Estos son los rojos, que siguen con su cantilena de guerra patriótica y revolución a machamartillo, haciendo caso omiso a las voces que les tildan de criminales. Solo se necesita leer las crónicas, algunas, solo algunas.

Los azules siguen también tumbados a la bartola en sus sillones de cuero de alce. Ellos no son criminales, al menos nadie les llama así, mas son poco de fiar. Esperan pacientemente bajo la sombra de las acacias a ver si algún día pasa un tren que no vaya por raíles, y sea despacito, para subirse en marcha.

Los amarillos, ay qué dolor. La invasión ha comenzado. España se puebla de establecimientos donde venden productos de ese país a precios ridículos. Un vecino mío, que tenía una papelería, ha cerrado para siempre. Me dijo: A mí me han hundido esta gente; en esta calle, que apenas tiene medio kilómetro de larga, hay 9 «chinos». Así que lo de la pandemia nos ha llegado después.

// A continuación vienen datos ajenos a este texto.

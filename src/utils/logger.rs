use tracing_subscriber::{layer::SubscriberExt, util::SubscriberInitExt, EnvFilter};

pub fn init_cli_logger(verbose: bool) {
    let filter = if verbose {
        EnvFilter::try_from_default_env()
            .unwrap_or_else(|_| EnvFilter::new("gender_novels=debug,info"))
    } else {
        EnvFilter::try_from_default_env().unwrap_or_else(|_| EnvFilter::new("gender_novels=info"))
    };

    tracing_subscriber::registry()
        .with(filter)
        .with(
            tracing_subscriber::fmt::layer()
                .with_target(false)
                .with_thread_ids(false)
                .with_file(false)
                .with_line_number(false)
                .compact(),
        )
        .init();
}

/// 批次執行時輸出 JSON 格式日誌，方便後續彙整
pub fn init_json_logger() {
    let filter =
        EnvFilter::try_from_default_env().unwrap_or_else(|_| EnvFilter::new("gender_novels=info"));

    tracing_subscriber::registry()
        .with(filter)
        .with(
            tracing_subscriber::fmt::layer()
                .with_target(false)
                .with_thread_ids(false)
                .with_file(false)
                .with_line_number(false)
                .json(),
        )
        .init();
}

Y los verdes. Para muchos es la única esperanza. Porque sin ser los mismos, claramente no lo son y menos ahora que se han teñido de azul, pregonan unos mensajes de esperanza que cala sin retroceso. Pero, que se sepa, cuando juegan al parchís lo hacen en casa, con sus hijos y familia, a la espera de que algún día el Gobierno mande cómo tenemos que jugar a las bolas.